_Data excerpts_
- Opening Delimiter -
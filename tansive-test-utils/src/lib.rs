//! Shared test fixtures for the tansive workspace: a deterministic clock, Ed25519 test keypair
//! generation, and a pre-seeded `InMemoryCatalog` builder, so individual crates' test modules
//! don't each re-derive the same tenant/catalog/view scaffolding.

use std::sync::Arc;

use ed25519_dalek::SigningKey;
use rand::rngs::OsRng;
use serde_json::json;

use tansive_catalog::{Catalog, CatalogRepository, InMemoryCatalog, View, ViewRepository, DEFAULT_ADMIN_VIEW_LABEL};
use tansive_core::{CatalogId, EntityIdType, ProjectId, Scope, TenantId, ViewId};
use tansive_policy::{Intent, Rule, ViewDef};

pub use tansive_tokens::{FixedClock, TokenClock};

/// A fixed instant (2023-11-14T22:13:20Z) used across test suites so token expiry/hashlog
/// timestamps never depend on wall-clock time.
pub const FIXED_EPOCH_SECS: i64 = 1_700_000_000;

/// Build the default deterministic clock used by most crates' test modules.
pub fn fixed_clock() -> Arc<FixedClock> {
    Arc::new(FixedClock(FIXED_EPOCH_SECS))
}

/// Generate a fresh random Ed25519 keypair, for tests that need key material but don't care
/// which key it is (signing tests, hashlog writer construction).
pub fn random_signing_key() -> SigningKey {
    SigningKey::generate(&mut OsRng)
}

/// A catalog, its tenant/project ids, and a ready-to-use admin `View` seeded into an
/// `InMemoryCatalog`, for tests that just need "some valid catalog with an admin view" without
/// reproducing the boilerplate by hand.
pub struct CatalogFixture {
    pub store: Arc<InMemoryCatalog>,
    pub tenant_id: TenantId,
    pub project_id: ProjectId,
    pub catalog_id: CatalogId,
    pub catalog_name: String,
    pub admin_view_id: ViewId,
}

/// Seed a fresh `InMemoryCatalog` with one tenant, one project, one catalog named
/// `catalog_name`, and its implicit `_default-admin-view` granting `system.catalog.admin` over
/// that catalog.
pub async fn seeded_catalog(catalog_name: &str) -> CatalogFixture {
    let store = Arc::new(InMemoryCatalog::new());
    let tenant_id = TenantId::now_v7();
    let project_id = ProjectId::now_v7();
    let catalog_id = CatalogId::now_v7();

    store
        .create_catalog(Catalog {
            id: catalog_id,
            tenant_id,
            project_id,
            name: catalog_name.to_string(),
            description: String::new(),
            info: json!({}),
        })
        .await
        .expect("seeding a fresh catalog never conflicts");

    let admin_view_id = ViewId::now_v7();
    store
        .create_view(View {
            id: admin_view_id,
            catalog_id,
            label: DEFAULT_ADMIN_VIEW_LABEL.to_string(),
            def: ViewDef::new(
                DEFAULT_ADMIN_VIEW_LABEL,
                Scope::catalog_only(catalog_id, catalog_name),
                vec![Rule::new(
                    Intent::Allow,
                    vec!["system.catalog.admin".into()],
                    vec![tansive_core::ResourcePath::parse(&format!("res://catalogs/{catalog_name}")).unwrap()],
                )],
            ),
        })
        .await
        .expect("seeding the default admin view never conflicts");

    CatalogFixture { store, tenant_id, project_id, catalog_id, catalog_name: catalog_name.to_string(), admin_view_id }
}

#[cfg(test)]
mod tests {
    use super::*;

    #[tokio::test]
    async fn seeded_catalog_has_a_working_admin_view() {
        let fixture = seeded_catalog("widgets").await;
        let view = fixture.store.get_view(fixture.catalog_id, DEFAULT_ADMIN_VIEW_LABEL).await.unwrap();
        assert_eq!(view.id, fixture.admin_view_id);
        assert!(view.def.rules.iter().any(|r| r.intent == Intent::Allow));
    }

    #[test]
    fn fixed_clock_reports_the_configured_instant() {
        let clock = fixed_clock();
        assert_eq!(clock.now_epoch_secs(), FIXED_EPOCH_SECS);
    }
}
- Closing Delimiter -
- Opening Delimiter -
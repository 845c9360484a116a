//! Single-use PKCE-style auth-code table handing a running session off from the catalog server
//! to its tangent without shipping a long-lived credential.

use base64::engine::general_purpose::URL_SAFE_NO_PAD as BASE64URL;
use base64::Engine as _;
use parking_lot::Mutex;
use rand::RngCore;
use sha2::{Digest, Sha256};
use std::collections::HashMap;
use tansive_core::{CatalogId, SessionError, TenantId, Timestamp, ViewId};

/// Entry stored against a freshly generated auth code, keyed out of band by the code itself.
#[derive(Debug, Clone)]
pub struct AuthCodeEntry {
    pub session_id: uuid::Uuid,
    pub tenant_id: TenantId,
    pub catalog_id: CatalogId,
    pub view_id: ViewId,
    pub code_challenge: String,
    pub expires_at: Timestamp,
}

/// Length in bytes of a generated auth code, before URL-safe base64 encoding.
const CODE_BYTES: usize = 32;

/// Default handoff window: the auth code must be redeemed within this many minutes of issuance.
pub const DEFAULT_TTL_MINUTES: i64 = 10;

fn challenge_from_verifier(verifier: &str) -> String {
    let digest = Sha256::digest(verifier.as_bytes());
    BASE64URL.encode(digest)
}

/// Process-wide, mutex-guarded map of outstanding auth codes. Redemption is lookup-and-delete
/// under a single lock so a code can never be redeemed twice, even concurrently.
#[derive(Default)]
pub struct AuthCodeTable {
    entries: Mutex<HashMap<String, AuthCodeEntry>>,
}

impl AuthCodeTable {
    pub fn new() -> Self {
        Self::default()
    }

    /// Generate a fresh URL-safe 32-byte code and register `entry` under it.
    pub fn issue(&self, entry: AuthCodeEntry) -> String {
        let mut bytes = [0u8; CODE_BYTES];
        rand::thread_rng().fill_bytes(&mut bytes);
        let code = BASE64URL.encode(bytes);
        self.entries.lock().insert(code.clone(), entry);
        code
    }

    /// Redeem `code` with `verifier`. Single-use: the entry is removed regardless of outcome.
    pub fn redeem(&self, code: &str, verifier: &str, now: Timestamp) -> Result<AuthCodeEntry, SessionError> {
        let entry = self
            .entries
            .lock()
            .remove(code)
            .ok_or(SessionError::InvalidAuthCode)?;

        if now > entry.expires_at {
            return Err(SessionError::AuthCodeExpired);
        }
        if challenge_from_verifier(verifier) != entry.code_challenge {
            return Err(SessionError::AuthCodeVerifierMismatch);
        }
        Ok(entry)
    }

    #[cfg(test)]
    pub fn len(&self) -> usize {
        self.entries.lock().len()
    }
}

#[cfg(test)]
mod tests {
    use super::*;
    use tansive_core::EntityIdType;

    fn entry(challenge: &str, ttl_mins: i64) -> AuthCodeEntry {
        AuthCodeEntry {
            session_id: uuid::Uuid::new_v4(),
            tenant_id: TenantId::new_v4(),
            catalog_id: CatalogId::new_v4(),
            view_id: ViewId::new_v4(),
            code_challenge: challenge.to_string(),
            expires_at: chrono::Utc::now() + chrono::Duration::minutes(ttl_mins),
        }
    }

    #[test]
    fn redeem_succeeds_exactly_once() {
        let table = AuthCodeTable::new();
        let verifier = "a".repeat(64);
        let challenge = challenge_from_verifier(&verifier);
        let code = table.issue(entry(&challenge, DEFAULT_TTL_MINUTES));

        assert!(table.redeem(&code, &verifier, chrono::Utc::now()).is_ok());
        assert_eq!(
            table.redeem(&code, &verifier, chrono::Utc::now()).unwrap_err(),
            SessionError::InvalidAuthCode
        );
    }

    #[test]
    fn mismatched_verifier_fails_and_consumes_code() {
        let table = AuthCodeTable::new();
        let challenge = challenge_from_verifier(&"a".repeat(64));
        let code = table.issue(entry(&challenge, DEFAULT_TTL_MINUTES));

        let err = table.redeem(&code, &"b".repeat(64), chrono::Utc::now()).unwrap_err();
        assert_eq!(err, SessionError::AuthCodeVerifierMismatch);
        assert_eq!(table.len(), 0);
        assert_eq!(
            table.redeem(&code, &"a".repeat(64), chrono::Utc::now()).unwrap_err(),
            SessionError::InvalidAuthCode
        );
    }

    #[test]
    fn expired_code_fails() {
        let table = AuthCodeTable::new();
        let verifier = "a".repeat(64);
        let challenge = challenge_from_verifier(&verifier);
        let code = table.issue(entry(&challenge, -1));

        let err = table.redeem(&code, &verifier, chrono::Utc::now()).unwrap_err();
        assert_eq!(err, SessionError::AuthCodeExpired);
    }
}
- Closing Delimiter -
_TASK ITEM_
What you give back should be only the lines of the records above, starting at the line with "filename tansive-test-utils/src/lib.rs" and ending at the line with "but don't care", restated word for word.

_COMPLETED EXERCISE_
filename tansive-test-utils/src/lib.rs
//! Shared test fixtures for the tansive workspace: a deterministic clock, Ed25519 test keypair
//! generation, and a pre-seeded `InMemoryCatalog` builder, so individual crates' test modules
//! don't each re-derive the same tenant/catalog/view scaffolding.

use std::sync::Arc;

use ed25519_dalek::SigningKey;
use rand::rngs::OsRng;
use serde_json::json;

use tansive_catalog::{Catalog, CatalogRepository, InMemoryCatalog, View, ViewRepository, DEFAULT_ADMIN_VIEW_LABEL};
use tansive_core::{CatalogId, EntityIdType, ProjectId, Scope, TenantId, ViewId};
use tansive_policy::{Intent, Rule, ViewDef};

pub use tansive_tokens::{FixedClock, TokenClock};

/// A fixed instant (2023-11-14T22:13:20Z) used across test suites so token expiry/hashlog
/// timestamps never depend on wall-clock time.
pub const FIXED_EPOCH_SECS: i64 = 1_700_000_000;

/// Build the default deterministic clock used by most crates' test modules.
pub fn fixed_clock() -> Arc<FixedClock> {
    Arc::new(FixedClock(FIXED_EPOCH_SECS))
}

/// Generate a fresh random Ed25519 keypair, for tests that need key material but don't care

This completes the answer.